Now, don’t get me wrong, she wasn’t as important as my children, and I never treated her like anything other than a dog, but she was one of my dearest friends and she loved me the way that only dogs can love, asking nothing in return.
A few years ago she was diagnosed with a liver problem and we had to put her on medication. I vowed I would never put a dog on medication but, with Gypsy I had no choice. I couldn’t do anything but do everything to keep her in good health. The medicine worked for a while but she would get bouts where she’d get very sick and stop eating. At four pounds, you can imagine how I worried, she didn’t have a lot of weight to spare. A year ago, we had to put her on some stronger medication and the bouts of her getting sick seemed to come more often. She had a particularly bad one in January but I coaxed and pleaded, wheedled and cajoled to get her to eat and she pulled through.

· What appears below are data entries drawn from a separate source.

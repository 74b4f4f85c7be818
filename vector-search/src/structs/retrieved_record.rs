//! Data types for one similarity query: filters and the hits it returns.

use std::collections::BTreeMap;

use serde::{Deserialize, Serialize};

/// A single hit of a similarity query, in the order the index ranked it.
#[derive(Debug, Clone, PartialEq, Serialize, Deserialize)]
pub struct RetrievedRecord {
    pub chunk_id: String,
    /// Chunk text (`chunk_text` column).
    pub text: String,
    pub url: String,
    pub title: String,
    pub section: String,
    /// Similarity score when the index reports one. Informational only.
    #[serde(default, skip_serializing_if = "Option::is_none")]
    pub score: Option<f32>,
}

/// Equality filters applied to index columns, e.g. `{"section": "plans"}`.
#[derive(Debug, Clone, Default, PartialEq, Eq, Serialize, Deserialize)]
#[serde(transparent)]
pub struct QueryFilters(BTreeMap<String, String>);

impl QueryFilters {
    pub fn new() -> Self {
        Self::default()
    }

    /// Filter on the `section` column.
    pub fn section(section: impl Into<String>) -> Self {
        Self::new().with("section", section)
    }

    pub fn with(mut self, column: impl Into<String>, value: impl Into<String>) -> Self {
        self.0.insert(column.into(), value.into());
        self
    }

    pub fn is_empty(&self) -> bool {
        self.0.is_empty()
    }

    /// Serialized form expected by the `filters_json` request field.
    pub fn to_json(&self) -> Result<String, serde_json::Error> {
        serde_json::to_string(&self.0)
    }
}

#[cfg(test)]
mod tests {
    use super::*;

    #[test]
    fn section_filter_serializes_as_flat_object() {
        let f = QueryFilters::section("plans");
        assert_eq!(f.to_json().unwrap(), r#"{"section":"plans"}"#);
        assert!(!f.is_empty());
        assert!(QueryFilters::new().is_empty());
    }

    #[test]
    fn score_is_omitted_when_absent() {
        let r = RetrievedRecord {
            chunk_id: "u_0".into(),
            text: "t".into(),
            url: "u".into(),
            title: "T".into(),
            section: "general".into(),
            score: None,
        };
        let v = serde_json::to_value(&r).unwrap();
        assert!(v.get("score").is_none());
    }
}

Then, in June, she started with a bad bout again and nothing I did seemed to work. I knew I was losing her. It just had to be my decision when to put her down. She was wasting away day by day and, as much as I knew I was going to lose her, my heart just wouldn’t let her go. I decided on a Friday, that it was time and we called the vet. You guessed it. We made an appointment for the next day, the day that the two previously mentioned cakes were due.

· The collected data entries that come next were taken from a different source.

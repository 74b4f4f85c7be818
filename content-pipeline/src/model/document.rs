//! Documents (cleaned pages) and the chunk records cut from them.

use std::fmt;

use chrono::{DateTime, Utc};
use serde::{Deserialize, Serialize};

use crate::core::clean::clean_html;
use crate::model::page::ScrapedPage;

/// Site area a page belongs to, derived from its URL.
#[derive(Debug, Clone, Copy, PartialEq, Eq, PartialOrd, Ord, Hash, Serialize, Deserialize)]
#[serde(rename_all = "lowercase")]
pub enum Section {
    Plans,
    Help,
    Solar,
    Hardship,
    General,
}

impl Section {
    /// First matching URL fragment wins: `/plans`, `/help`, `/solar`,
    /// `/hardship`; anything else is `general`.
    pub fn from_url(url: &str) -> Self {
        if url.contains("/plans") {
            Section::Plans
        } else if url.contains("/help") {
            Section::Help
        } else if url.contains("/solar") {
            Section::Solar
        } else if url.contains("/hardship") {
            Section::Hardship
        } else {
            Section::General
        }
    }

    pub fn as_str(&self) -> &'static str {
        match self {
            Section::Plans => "plans",
            Section::Help => "help",
            Section::Solar => "solar",
            Section::Hardship => "hardship",
            Section::General => "general",
        }
    }
}

impl fmt::Display for Section {
    fn fmt(&self, f: &mut fmt::Formatter<'_>) -> fmt::Result {
        f.write_str(self.as_str())
    }
}

/// Cleaned text of one page. Immutable once chunked.
#[derive(Debug, Clone, PartialEq, Serialize, Deserialize)]
pub struct Document {
    pub url: String,
    pub title: String,
    pub section: Section,
    pub cleaned_text: String,
    pub scraped_at: DateTime<Utc>,
}

impl Document {
    /// Cleans a successfully scraped page. Returns `None` for failed pages,
    /// pages without content, and pages whose cleaned text is shorter than
    /// `min_chars` characters.
    pub fn from_page(page: &ScrapedPage, min_chars: usize) -> Option<Self> {
        if !page.is_success() || page.html.is_empty() {
            return None;
        }
        let cleaned_text = clean_html(&page.html);
        if cleaned_text.chars().count() < min_chars {
            return None;
        }
        Some(Self {
            url: page.url.clone(),
            title: page.title.clone(),
            section: Section::from_url(&page.url),
            cleaned_text,
            scraped_at: page.scraped_at,
        })
    }
}

/// One indexed unit. Field names on the wire match the index columns.
#[derive(Debug, Clone, PartialEq, Serialize, Deserialize)]
pub struct Chunk {
    /// `"{url}_{index}"`
    pub chunk_id: String,
    pub url: String,
    pub title: String,
    pub section: Section,
    #[serde(rename = "chunk_text")]
    pub text: String,
    /// Zero-based position within the document.
    #[serde(rename = "chunk_index")]
    pub index: usize,
    /// Character count of `text`.
    #[serde(rename = "chunk_length")]
    pub length: usize,
}

impl Chunk {
    pub fn new(doc: &Document, index: usize, text: String) -> Self {
        Self {
            chunk_id: format!("{}_{}", doc.url, index),
            url: doc.url.clone(),
            title: doc.title.clone(),
            section: doc.section,
            length: text.chars().count(),
            text,
            index,
        }
    }
}
pub mod model;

I woke up that morning knowing how the day was going to play out. I had already decided that I couldn’t go with Rick to the vet because of the cakes and then it occurred to me that I couldn’t go because of Gypsy. I didn’t want that to be my last memory of her and so my precious Gracie, my tender-hearted, can’t-even-see-an-animal-on-the-side-of-the-road Gracie, offered to go with Rick and love my little Gypsy through to the end.
Through tears, I threw myself into the cakes. There was much to be done and I had to stay focused. Occasionally, I would run over to the couch to check on her while Gracie held her, then I’d run back to the kitchen and dive back in.
It was time. Rick and Gracie left for the vet. The cakes were done and, Megan and Bethie and Jeremy being on delivery duty that day, left as well. The house was quiet and I finally had a chance to sit and have a good, rip-roaring cry.
I think about that day a lot. I think about how much harder it would have been if I hadn’t had those cakes to do. I think about how I would have been a wreck if the cakes hadn’t given me something else to think about. I don’t know why, but God brings the things into our lives that we need the most right when we need them the most. I still wonder sometimes, why He has us doing cakes but I think I know why, at least on one particular day in June.